My JV AmeriCorps community mates and I have stepped into a nearly fifty-year legacy of Jesuit Volunteer service in Hays. Each day I am humbled by the sense that this place– these prairies and pines and these stories of wounds and hope that are woven into the fabric of this community- has existed long before us. I am grateful for the ways that I have felt welcomed into sharing some of the uniqueness of this place, whether that be on hikes in the canyon or in the circle of the sweat lodge.
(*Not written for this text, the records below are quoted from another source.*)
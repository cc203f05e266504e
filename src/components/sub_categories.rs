//! Sub Categories Screen
//!
//! Subcategory table with inline add form (a subcategory hangs off a
//! parent category picked from the shared cache).

use leptos::prelude::*;
use leptos::task::spawn_local;
use leptos_listview::{create_list_signals, filter_items, first_index, page_slice, total_pages};

use crate::api;
use crate::components::{input_value, select_value, DeleteConfirmButton, Pagination};
use crate::context::{AppContext, ToastKind};
use crate::store::{store_set_categories, store_set_sub_categories, use_app_store, AppStateStoreFields};

const PAGE_SIZE: usize = 10;

#[component]
pub fn SubCategories() -> impl IntoView {
    let ctx = use_context::<AppContext>().expect("AppContext should be provided");
    let store = use_app_store();

    let (loading, set_loading) = signal(true);
    let (error, set_error) = signal(None::<String>);
    let (new_name, set_new_name) = signal(String::new());
    let (new_parent, set_new_parent) = signal(String::new());
    let list = create_list_signals();

    Effect::new(move |_| {
        let _ = ctx.reload_trigger.get();
        set_loading.set(true);
        spawn_local(async move {
            match api::fetch_sub_categories().await {
                Ok(loaded) => {
                    store_set_sub_categories(&store, loaded);
                    set_error.set(None);
                }
                Err(e) => {
                    web_sys::console::error_1(
                        &format!("Error fetching sub categories: {e}").into(),
                    );
                    set_error.set(Some(
                        "Failed to load subcategories. Please try again.".to_string(),
                    ));
                }
            }
            set_loading.set(false);
        });
    });

    // Parent picker options; a failed fetch just leaves the select empty
    Effect::new(move |_| {
        spawn_local(async move {
            match api::fetch_categories().await {
                Ok(loaded) => store_set_categories(&store, loaded),
                Err(e) => {
                    web_sys::console::error_1(&format!("Error fetching categories: {e}").into());
                }
            }
        });
    });

    let filtered = Memo::new(move |_| {
        filter_items(&store.sub_categories().get(), &list.search_read.get(), |sub| {
            vec![sub.sub_category.clone()]
        })
    });
    let pages = Signal::derive(move || total_pages(filtered.get().len(), PAGE_SIZE));
    let visible = Memo::new(move |_| page_slice(&filtered.get(), list.page_read.get(), PAGE_SIZE));

    let add_sub_category = move |ev: web_sys::SubmitEvent| {
        ev.prevent_default();
        let name = new_name.get().trim().to_string();
        let parent = new_parent.get();
        if name.is_empty() || parent.is_empty() {
            ctx.show_toast("Pick a parent category and a name", ToastKind::Error);
            return;
        }
        spawn_local(async move {
            match api::create_sub_category(&name, &parent).await {
                Ok(()) => {
                    set_new_name.set(String::new());
                    ctx.show_toast("Sub category created", ToastKind::Success);
                    ctx.reload();
                }
                Err(e) => ctx.show_toast(
                    e.user_message("Failed to create sub category"),
                    ToastKind::Error,
                ),
            }
        });
    };

    let delete_sub_category = move |id: u32| {
        spawn_local(async move {
            match api::delete_sub_category(id).await {
                Ok(()) => ctx.reload(),
                Err(e) => {
                    web_sys::console::error_1(&format!("Error deleting sub category: {e}").into());
                    ctx.show_toast(
                        e.user_message("Failed to delete sub category. Please try again."),
                        ToastKind::Error,
                    );
                }
            }
        });
    };

    view! {
        <div class="screen sub-categories">
            <h4>"Manage Sub Categories"</h4>

            <form class="inline-add-form" on:submit=add_sub_category>
                <select
                    class="form-select"
                    prop:value=move || new_parent.get()
                    on:change=move |ev| set_new_parent.set(select_value(&ev))
                >
                    <option value="" disabled selected>"Select Category"</option>
                    <For
                        each=move || store.categories().get()
                        key=|category| category.cid
                        children=|category| view! {
                            <option value=category.category_name.clone()>
                                {category.category_name.clone()}
                            </option>
                        }
                    />
                </select>
                <input
                    type="text"
                    class="form-control"
                    placeholder="New sub category name..."
                    prop:value=move || new_name.get()
                    on:input=move |ev| set_new_name.set(input_value(&ev))
                />
                <button type="submit" class="btn btn-primary">"Add Sub Category"</button>
            </form>

            <div class="list-toolbar">
                <span class="badge">{move || filtered.get().len()}</span>
                <input
                    type="text"
                    class="form-control search-input"
                    placeholder="Search subcategories..."
                    prop:value=move || list.search_read.get()
                    on:input=move |ev| list.set_search_term(input_value(&ev))
                />
            </div>

            <Show when=move || loading.get()>
                <p>"Loading subcategories data..."</p>
            </Show>
            {move || error.get().map(|message| view! { <p class="text-danger">{message}</p> })}

            <Show when=move || !loading.get() && error.get().is_none()>
                <table class="table table-bordered">
                    <thead>
                        <tr>
                            <th>"#"</th>
                            <th>"Sub Category"</th>
                            <th>"Parent"</th>
                            <th>"Delete"</th>
                        </tr>
                    </thead>
                    <tbody>
                        <Show
                            when=move || !visible.get().is_empty()
                            fallback=|| view! {
                                <tr><td colspan="4" class="text-center">"No subcategories found"</td></tr>
                            }
                        >
                            <For
                                each={move || visible.get().into_iter().enumerate().collect::<Vec<_>>()}
                                key=|(_, sub)| sub.id
                                children=move |(row, sub)| {
                                    let id = sub.id;
                                    view! {
                                        <tr>
                                            <td>{move || first_index(list.page_read.get(), PAGE_SIZE) + row + 1}</td>
                                            <td>{sub.sub_category.clone()}</td>
                                            <td>{sub.parent_category.clone().unwrap_or_else(|| "-".to_string())}</td>
                                            <td>
                                                <DeleteConfirmButton
                                                    button_class="btn btn-danger btn-sm"
                                                    on_confirm=Callback::new(move |_| delete_sub_category(id))
                                                />
                                            </td>
                                        </tr>
                                    }
                                }
                            />
                        </Show>
                    </tbody>
                </table>

                <Pagination list=list total_pages=pages/>
            </Show>
        </div>
    }
}
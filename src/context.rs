//! Application Context
//!
//! Shared state provided via Leptos Context API: screen navigation,
//! the reload trigger, the toast channel, and the auth token capability.

use std::sync::{Arc, Mutex};

use gloo_timers::future::TimeoutFuture;
use leptos::prelude::*;
use leptos::task::spawn_local;

/// Active admin screen. Navigation is an in-app enum switch; edit screens
/// carry the record id they operate on.
#[derive(Clone, Copy, Debug, PartialEq, Eq)]
pub enum Screen {
    Dashboard,
    ManageUsers,
    MainCategories,
    SubCategories,
    ViewCourses,
    AddCourse,
    EditCourse(u32),
    ViewTemplates,
    AddTemplate,
    EditTemplate(u32),
    ViewPayments,
    CourseOrders,
    DefaultSettings,
    LogoManagement,
    ChangePassword,
    EditProfile,
}

#[derive(Clone, Copy, Debug, PartialEq, Eq)]
pub enum ToastKind {
    Success,
    Error,
}

#[derive(Clone, Debug, PartialEq)]
pub struct Toast {
    seq: u32,
    pub message: String,
    pub kind: ToastKind,
}

/// How long a toast stays up before auto-dismissing
const TOAST_MILLIS: u32 = 4_000;

/// App-wide signals provided via context
#[derive(Clone, Copy)]
pub struct AppContext {
    /// Trigger to reload the active screen's data - read
    pub reload_trigger: ReadSignal<u32>,
    /// Trigger to reload the active screen's data - write
    set_reload_trigger: WriteSignal<u32>,
    /// Active screen - read
    pub screen: ReadSignal<Screen>,
    set_screen: WriteSignal<Screen>,
    /// Current toast, if any - read
    pub toast: ReadSignal<Option<Toast>>,
    set_toast: WriteSignal<Option<Toast>>,
}

impl AppContext {
    pub fn new(
        reload_trigger: (ReadSignal<u32>, WriteSignal<u32>),
        screen: (ReadSignal<Screen>, WriteSignal<Screen>),
        toast: (ReadSignal<Option<Toast>>, WriteSignal<Option<Toast>>),
    ) -> Self {
        Self {
            reload_trigger: reload_trigger.0,
            set_reload_trigger: reload_trigger.1,
            screen: screen.0,
            set_screen: screen.1,
            toast: toast.0,
            set_toast: toast.1,
        }
    }

    /// Trigger a refetch on the active screen
    pub fn reload(&self) {
        self.set_reload_trigger.update(|v| *v += 1);
    }

    pub fn navigate(&self, screen: Screen) {
        self.set_screen.set(screen);
    }

    /// Show a toast; it dismisses itself unless a newer one replaced it
    pub fn show_toast(&self, message: impl Into<String>, kind: ToastKind) {
        let seq = self
            .toast
            .get_untracked()
            .map(|t| t.seq.wrapping_add(1))
            .unwrap_or(0);
        self.set_toast.set(Some(Toast {
            seq,
            message: message.into(),
            kind,
        }));

        let toast = self.toast;
        let set_toast = self.set_toast;
        spawn_local(async move {
            TimeoutFuture::new(TOAST_MILLIS).await;
            if toast.get_untracked().map(|t| t.seq) == Some(seq) {
                set_toast.set(None);
            }
        });
    }

    pub fn dismiss_toast(&self) {
        self.set_toast.set(None);
    }
}

const TOKEN_KEY: &str = "adminToken";

/// Injected credential provider for the bearer-authenticated endpoints.
/// The app wires it to `localStorage`; tests inject a fixed token.
#[derive(Clone)]
pub struct AuthTokens {
    get: Arc<dyn Fn() -> Option<String> + Send + Sync>,
    put: Arc<dyn Fn(Option<String>) + Send + Sync>,
}

impl AuthTokens {
    pub fn from_local_storage() -> Self {
        Self {
            get: Arc::new(|| {
                let storage = web_sys::window()?.local_storage().ok()??;
                storage.get_item(TOKEN_KEY).ok()?
            }),
            put: Arc::new(|token| {
                if let Some(storage) =
                    web_sys::window().and_then(|w| w.local_storage().ok().flatten())
                {
                    let result = match token {
                        Some(token) => storage.set_item(TOKEN_KEY, &token),
                        None => storage.remove_item(TOKEN_KEY),
                    };
                    if result.is_err() {
                        web_sys::console::error_1(&"Failed to update stored token".into());
                    }
                }
            }),
        }
    }

    /// In-memory provider for tests and previews
    pub fn fixed(token: Option<String>) -> Self {
        let cell = Arc::new(Mutex::new(token));
        let get_cell = Arc::clone(&cell);
        Self {
            get: Arc::new(move || get_cell.lock().expect("token lock").clone()),
            put: Arc::new(move |token| *cell.lock().expect("token lock") = token),
        }
    }

    pub fn token(&self) -> Option<String> {
        (self.get)()
    }

    /// Persist a refreshed token handed back by the server
    pub fn store(&self, token: String) {
        (self.put)(Some(token));
    }

    pub fn clear(&self) {
        (self.put)(None);
    }
}

#[cfg(test)]
mod tests {
    use super::*;

    #[test]
    fn test_fixed_tokens_round_trip() {
        let tokens = AuthTokens::fixed(Some("abc".to_string()));
        assert_eq!(tokens.token().as_deref(), Some("abc"));

        tokens.store("def".to_string());
        assert_eq!(tokens.token().as_deref(), Some("def"));

        tokens.clear();
        assert_eq!(tokens.token(), None);
    }
}
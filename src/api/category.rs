//! Category Endpoints
//!
//! Main and sub category CRUD. List responses differ in shape: main
//! categories arrive under a `data` envelope, subcategories as a bare
//! array.

use reqwasm::http::Method;
use serde::Serialize;

use super::{delete, get_json, send_json, ApiError};
use crate::models::{Category, CategoryListResponse, SubCategory};

#[derive(Serialize)]
struct CategoryPayload<'a> {
    category_name: &'a str,
}

#[derive(Serialize)]
struct SubCategoryPayload<'a> {
    sub_category: &'a str,
    parent_category: &'a str,
}

pub async fn fetch_categories() -> Result<Vec<Category>, ApiError> {
    let response: CategoryListResponse = get_json("/api/category/all").await?;
    Ok(response.data)
}

pub async fn create_category(name: &str) -> Result<(), ApiError> {
    let _: serde_json::Value = send_json(
        Method::POST,
        "/api/category/create",
        &CategoryPayload {
            category_name: name,
        },
        None,
    )
    .await?;
    Ok(())
}

pub async fn delete_category(id: u32) -> Result<(), ApiError> {
    delete(&format!("/api/category/delete/{id}")).await
}

pub async fn fetch_sub_categories() -> Result<Vec<SubCategory>, ApiError> {
    get_json("/api/sub_category/all").await
}

pub async fn create_sub_category(name: &str, parent: &str) -> Result<(), ApiError> {
    let _: serde_json::Value = send_json(
        Method::POST,
        "/api/sub_category/create",
        &SubCategoryPayload {
            sub_category: name,
            parent_category: parent,
        },
        None,
    )
    .await?;
    Ok(())
}

pub async fn delete_sub_category(id: u32) -> Result<(), ApiError> {
    delete(&format!("/api/sub_category/delete/{id}")).await
}
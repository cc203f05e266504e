//! LMS Admin Frontend Entry Point

mod api;
mod app;
mod components;
mod context;
mod course_form;
mod models;
mod store;
mod template_form;
mod validation;

use app::App;
use leptos::prelude::*;

fn main() {
    console_error_panic_hook::set_once();
    mount_to_body(App);
}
Hopey (second from the left) with her JV AmeriCorps community mates

The distance between here and other places cannot only be measured in miles. Hays is a lot of “far” from the nearest Wal-Mart, sure. But the struggles of rural poverty and addiction, along with the struggles of many Indigenous people to preserve their ways, are also far from the minds of most people in America. In coming together across ages and in honoring the traditions of family and culture, the “lot of far” between here and other places can seem less daunting. Recognizing the power of place, in all of its vastness and remoteness, might allow generations to work together to break harmful cycles that are specific to this community. I am thankful for the opportunity to learn from this place as a JV AmeriCorps member and to work with people in Hays to effect change- starting with times tables tricks and phonics practice.